***** Dataset entries

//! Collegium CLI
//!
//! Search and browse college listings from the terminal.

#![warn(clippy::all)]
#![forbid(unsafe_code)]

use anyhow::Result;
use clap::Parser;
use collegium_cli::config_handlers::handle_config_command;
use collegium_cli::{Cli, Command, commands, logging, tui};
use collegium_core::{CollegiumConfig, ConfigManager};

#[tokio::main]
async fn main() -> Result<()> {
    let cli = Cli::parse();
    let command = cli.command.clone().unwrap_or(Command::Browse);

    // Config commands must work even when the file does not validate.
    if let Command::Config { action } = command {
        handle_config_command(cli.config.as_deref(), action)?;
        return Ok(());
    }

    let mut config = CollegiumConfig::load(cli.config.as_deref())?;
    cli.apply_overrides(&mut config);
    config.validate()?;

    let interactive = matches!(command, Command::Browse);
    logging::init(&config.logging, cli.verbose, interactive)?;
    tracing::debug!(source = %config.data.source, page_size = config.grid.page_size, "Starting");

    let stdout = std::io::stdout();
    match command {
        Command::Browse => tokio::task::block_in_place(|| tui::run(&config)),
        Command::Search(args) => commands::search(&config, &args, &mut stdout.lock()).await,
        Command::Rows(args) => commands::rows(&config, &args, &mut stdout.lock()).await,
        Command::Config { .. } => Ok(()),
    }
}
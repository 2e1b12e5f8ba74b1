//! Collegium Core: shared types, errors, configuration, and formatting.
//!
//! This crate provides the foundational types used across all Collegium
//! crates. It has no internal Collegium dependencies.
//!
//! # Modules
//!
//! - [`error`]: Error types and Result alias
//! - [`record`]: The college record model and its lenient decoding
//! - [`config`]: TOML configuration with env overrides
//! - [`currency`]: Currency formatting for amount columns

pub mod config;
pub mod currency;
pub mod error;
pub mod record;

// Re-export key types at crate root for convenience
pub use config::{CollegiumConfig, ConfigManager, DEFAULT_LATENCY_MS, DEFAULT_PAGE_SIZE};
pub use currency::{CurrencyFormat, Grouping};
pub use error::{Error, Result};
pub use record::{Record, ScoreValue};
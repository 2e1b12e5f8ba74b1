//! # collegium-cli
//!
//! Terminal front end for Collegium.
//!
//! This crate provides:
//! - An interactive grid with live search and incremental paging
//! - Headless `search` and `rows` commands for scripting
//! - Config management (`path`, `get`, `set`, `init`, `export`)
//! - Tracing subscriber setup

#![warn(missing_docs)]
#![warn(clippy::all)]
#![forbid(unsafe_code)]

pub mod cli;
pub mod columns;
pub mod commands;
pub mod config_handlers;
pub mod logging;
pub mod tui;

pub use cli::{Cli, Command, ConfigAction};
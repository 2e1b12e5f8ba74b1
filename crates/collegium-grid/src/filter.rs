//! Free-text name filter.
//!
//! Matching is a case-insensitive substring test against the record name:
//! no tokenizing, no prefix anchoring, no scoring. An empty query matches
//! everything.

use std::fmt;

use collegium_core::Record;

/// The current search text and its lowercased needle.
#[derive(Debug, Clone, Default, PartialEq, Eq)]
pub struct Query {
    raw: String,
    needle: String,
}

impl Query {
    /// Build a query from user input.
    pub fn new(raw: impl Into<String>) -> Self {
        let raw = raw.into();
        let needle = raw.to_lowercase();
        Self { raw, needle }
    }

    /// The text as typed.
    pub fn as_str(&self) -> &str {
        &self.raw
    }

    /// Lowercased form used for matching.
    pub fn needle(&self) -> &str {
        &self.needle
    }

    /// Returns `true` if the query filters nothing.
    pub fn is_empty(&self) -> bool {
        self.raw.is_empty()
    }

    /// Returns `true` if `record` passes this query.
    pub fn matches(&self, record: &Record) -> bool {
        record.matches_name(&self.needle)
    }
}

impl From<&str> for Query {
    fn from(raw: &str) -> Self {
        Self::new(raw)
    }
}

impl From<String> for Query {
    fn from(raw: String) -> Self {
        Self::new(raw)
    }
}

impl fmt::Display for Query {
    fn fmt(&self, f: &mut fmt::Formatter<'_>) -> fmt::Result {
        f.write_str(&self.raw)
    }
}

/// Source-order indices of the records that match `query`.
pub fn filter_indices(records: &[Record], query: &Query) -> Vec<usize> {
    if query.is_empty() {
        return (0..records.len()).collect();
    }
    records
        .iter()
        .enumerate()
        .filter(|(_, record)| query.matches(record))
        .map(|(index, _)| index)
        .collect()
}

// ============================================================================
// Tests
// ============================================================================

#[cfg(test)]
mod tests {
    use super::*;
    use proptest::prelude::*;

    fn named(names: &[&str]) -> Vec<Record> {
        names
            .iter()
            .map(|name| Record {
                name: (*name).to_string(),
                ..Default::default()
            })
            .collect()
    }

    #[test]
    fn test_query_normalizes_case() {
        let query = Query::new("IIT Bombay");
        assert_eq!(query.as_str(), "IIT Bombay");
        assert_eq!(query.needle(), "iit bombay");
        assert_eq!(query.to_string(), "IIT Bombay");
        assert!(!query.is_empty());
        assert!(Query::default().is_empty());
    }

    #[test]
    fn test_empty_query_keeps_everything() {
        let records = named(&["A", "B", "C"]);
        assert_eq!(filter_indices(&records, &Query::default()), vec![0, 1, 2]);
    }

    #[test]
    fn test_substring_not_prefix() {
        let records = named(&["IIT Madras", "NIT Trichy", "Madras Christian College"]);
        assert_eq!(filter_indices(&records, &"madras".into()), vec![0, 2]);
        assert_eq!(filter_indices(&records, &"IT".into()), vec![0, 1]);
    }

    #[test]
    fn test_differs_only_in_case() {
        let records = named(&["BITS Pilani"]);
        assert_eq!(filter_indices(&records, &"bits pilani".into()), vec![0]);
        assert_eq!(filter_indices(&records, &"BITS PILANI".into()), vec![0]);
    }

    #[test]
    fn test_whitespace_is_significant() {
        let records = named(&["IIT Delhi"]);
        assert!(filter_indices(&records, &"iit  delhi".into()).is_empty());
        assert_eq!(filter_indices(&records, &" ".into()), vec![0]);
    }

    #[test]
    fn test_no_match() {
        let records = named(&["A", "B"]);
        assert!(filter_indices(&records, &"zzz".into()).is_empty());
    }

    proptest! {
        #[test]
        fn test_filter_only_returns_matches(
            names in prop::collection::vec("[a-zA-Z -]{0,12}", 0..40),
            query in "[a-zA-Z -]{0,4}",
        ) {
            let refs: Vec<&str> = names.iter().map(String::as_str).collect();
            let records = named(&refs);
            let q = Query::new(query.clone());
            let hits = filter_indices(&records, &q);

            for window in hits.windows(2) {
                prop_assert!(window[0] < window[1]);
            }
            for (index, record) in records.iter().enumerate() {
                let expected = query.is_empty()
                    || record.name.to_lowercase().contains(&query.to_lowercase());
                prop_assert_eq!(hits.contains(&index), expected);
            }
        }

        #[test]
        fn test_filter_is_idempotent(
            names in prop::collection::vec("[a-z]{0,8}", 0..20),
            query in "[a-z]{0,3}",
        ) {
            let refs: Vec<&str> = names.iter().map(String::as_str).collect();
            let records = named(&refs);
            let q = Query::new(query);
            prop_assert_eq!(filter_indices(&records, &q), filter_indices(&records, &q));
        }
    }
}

**********

Please retype each entry above exactly as it is written.

Response area:
//! Collegium CLI
//!
//! Search and browse college listings from the terminal.

#![warn(clippy::all)]
#![forbid(unsafe_code)]

use anyhow::Result;
use clap::Parser;
use collegium_cli::config_handlers::handle_config_command;
use collegium_cli::{Cli, Command, commands, logging, tui};
use collegium_core::{CollegiumConfig, ConfigManager};

#[tokio::main]
async fn main() -> Result<()> {
    let cli = Cli::parse();
    let command = cli.command.clone().unwrap_or(Command::Browse);

    // Config commands must work even when the file does not validate.
    if let Command::Config { action } = command {
        handle_config_command(cli.config.as_deref(), action)?;
        return Ok(());
    }

    let mut config = CollegiumConfig::load(cli.config.as_deref())?;
    cli.apply_overrides(&mut config);
    config.validate()?;

    let interactive = matches!(command, Command::Browse);
    logging::init(&config.logging, cli.verbose, interactive)?;
    tracing::debug!(source = %config.data.source, page_size = config.grid.page_size, "Starting");

    let stdout = std::io::stdout();
    match command {
        Command::Browse => tokio::task::block_in_place(|| tui::run(&config)),
        Command::Search(args) => commands::search(&config, &args, &mut stdout.lock()).await,
        Command::Rows(args) => commands::rows(&config, &args, &mut stdout.lock()).await,
        Command::Config { .. } => Ok(()),
    }
}
repository 2e1b12e5f8ba74b1
//! Collegium Core: shared types, errors, configuration, and formatting.
//!
//! This crate provides the foundational types used across all Collegium
//! crates. It has no internal Collegium dependencies.
//!
//! # Modules
//!
//! - [`error`]: Error types and Result alias
//! - [`record`]: The college record model and its lenient decoding
//! - [`config`]: TOML configuration with env overrides
//! - [`currency`]: Currency formatting for amount columns

pub mod config;
pub mod currency;
pub mod error;
pub mod record;

// Re-export key types at crate root for convenience
pub use config::{CollegiumConfig, ConfigManager, DEFAULT_LATENCY_MS, DEFAULT_PAGE_SIZE};
pub use currency::{CurrencyFormat, Grouping};
pub use error::{Error, Result};
pub use record::{Record, ScoreValue};
repository 2e1b12e5f8ba74b1
//! # collegium-cli
//!
//! Terminal front end for Collegium.
//!
//! This crate provides:
//! - An interactive grid with live search and incremental paging
//! - Headless `search` and `rows` commands for scripting
//! - Config management (`path`, `get`, `set`, `init`, `export`)
//! - Tracing subscriber setup

#![warn(missing_docs)]
#![warn(clippy::all)]
#![forbid(unsafe_code)]

pub mod cli;
pub mod columns;
pub mod commands;
pub mod config_handlers;
pub mod logging;
pub mod tui;

pub use cli::{Cli, Command, ConfigAction};
repository 2e1b12e5f8ba74b1
filename crates/collegium-grid/src/filter.rs
//! Free-text name filter.
//!
//! Matching is a case-insensitive substring test against the record name:
//! no tokenizing, no prefix anchoring, no scoring. An empty query matches
//! everything.

use std::fmt;

use collegium_core::Record;

/// The current search text and its lowercased needle.
#[derive(Debug, Clone, Default, PartialEq, Eq)]
pub struct Query {
    raw: String,
    needle: String,
}

impl Query {
    /// Build a query from user input.
    pub fn new(raw: impl Into<String>) -> Self {
        let raw = raw.into();
        let needle = raw.to_lowercase();
        Self { raw, needle }
    }

    /// The text as typed.
    pub fn as_str(&self) -> &str {
        &self.raw
    }

    /// Lowercased form used for matching.
    pub fn needle(&self) -> &str {
        &self.needle
    }

    /// Returns `true` if the query filters nothing.
    pub fn is_empty(&self) -> bool {
        self.raw.is_empty()
    }

    /// Returns `true` if `record` passes this query.
    pub fn matches(&self, record: &Record) -> bool {
        record.matches_name(&self.needle)
    }
}

impl From<&str> for Query {
    fn from(raw: &str) -> Self {
        Self::new(raw)
    }
}

impl From<String> for Query {
    fn from(raw: String) -> Self {
        Self::new(raw)
    }
}

impl fmt::Display for Query {
    fn fmt(&self, f: &mut fmt::Formatter<'_>) -> fmt::Result {
        f.write_str(&self.raw)
    }
}

/// Source-order indices of the records that match `query`.
pub fn filter_indices(records: &[Record], query: &Query) -> Vec<usize> {
    if query.is_empty() {
        return (0..records.len()).collect();
    }
    records
        .iter()
        .enumerate()
        .filter(|(_, record)| query.matches(record))
        .map(|(index, _)| index)
        .collect()
}

// ============================================================================
// Tests
// ============================================================================

#[cfg(test)]
mod tests {
    use super::*;
    use proptest::prelude::*;

    fn named(names: &[&str]) -> Vec<Record> {
        names
            .iter()
            .map(|name| Record {
                name: (*name).to_string(),
                ..Default::default()
            })
            .collect()
    }

    #[test]
    fn test_query_normalizes_case() {
        let query = Query::new("IIT Bombay");
        assert_eq!(query.as_str(), "IIT Bombay");
        assert_eq!(query.needle(), "iit bombay");
        assert_eq!(query.to_string(), "IIT Bombay");
        assert!(!query.is_empty());
        assert!(Query::default().is_empty());
    }

    #[test]
    fn test_empty_query_keeps_everything() {
        let records = named(&["A", "B", "C"]);
        assert_eq!(filter_indices(&records, &Query::default()), vec![0, 1, 2]);
    }

    #[test]
    fn test_substring_not_prefix() {
        let records = named(&["IIT Madras", "NIT Trichy", "Madras Christian College"]);
        assert_eq!(filter_indices(&records, &"madras".into()), vec![0, 2]);
        assert_eq!(filter_indices(&records, &"IT".into()), vec![0, 1]);
    }

    #[test]
    fn test_differs_only_in_case() {
        let records = named(&["BITS Pilani"]);
        assert_eq!(filter_indices(&records, &"bits pilani".into()), vec![0]);
        assert_eq!(filter_indices(&records, &"BITS PILANI".into()), vec![0]);
    }

    #[test]
    fn test_whitespace_is_significant() {
        let records = named(&["IIT Delhi"]);
        assert!(filter_indices(&records, &"iit  delhi".into()).is_empty());
        assert_eq!(filter_indices(&records, &" ".into()), vec![0]);
    }

    #[test]
    fn test_no_match() {
        let records = named(&["A", "B"]);
        assert!(filter_indices(&records, &"zzz".into()).is_empty());
    }

    proptest! {
        #[test]
        fn test_filter_only_returns_matches(
            names in prop::collection::vec("[a-zA-Z -]{0,12}", 0..40),
            query in "[a-zA-Z -]{0,4}",
        ) {
            let refs: Vec<&str> = names.iter().map(String::as_str).collect();
            let records = named(&refs);
            let q = Query::new(query.clone());
            let hits = filter_indices(&records, &q);

            for window in hits.windows(2) {
                prop_assert!(window[0] < window[1]);
            }
            for (index, record) in records.iter().enumerate() {
                let expected = query.is_empty()
                    || record.name.to_lowercase().contains(&query.to_lowercase());
                prop_assert_eq!(hits.contains(&index), expected);
            }
        }

        #[test]
        fn test_filter_is_idempotent(
            names in prop::collection::vec("[a-z]{0,8}", 0..20),
            query in "[a-z]{0,3}",
        ) {
            let refs: Vec<&str> = names.iter().map(String::as_str).collect();
            let records = named(&refs);
            let q = Query::new(query);
            prop_assert_eq!(filter_indices(&records, &q), filter_indices(&records, &q));
        }
    }
}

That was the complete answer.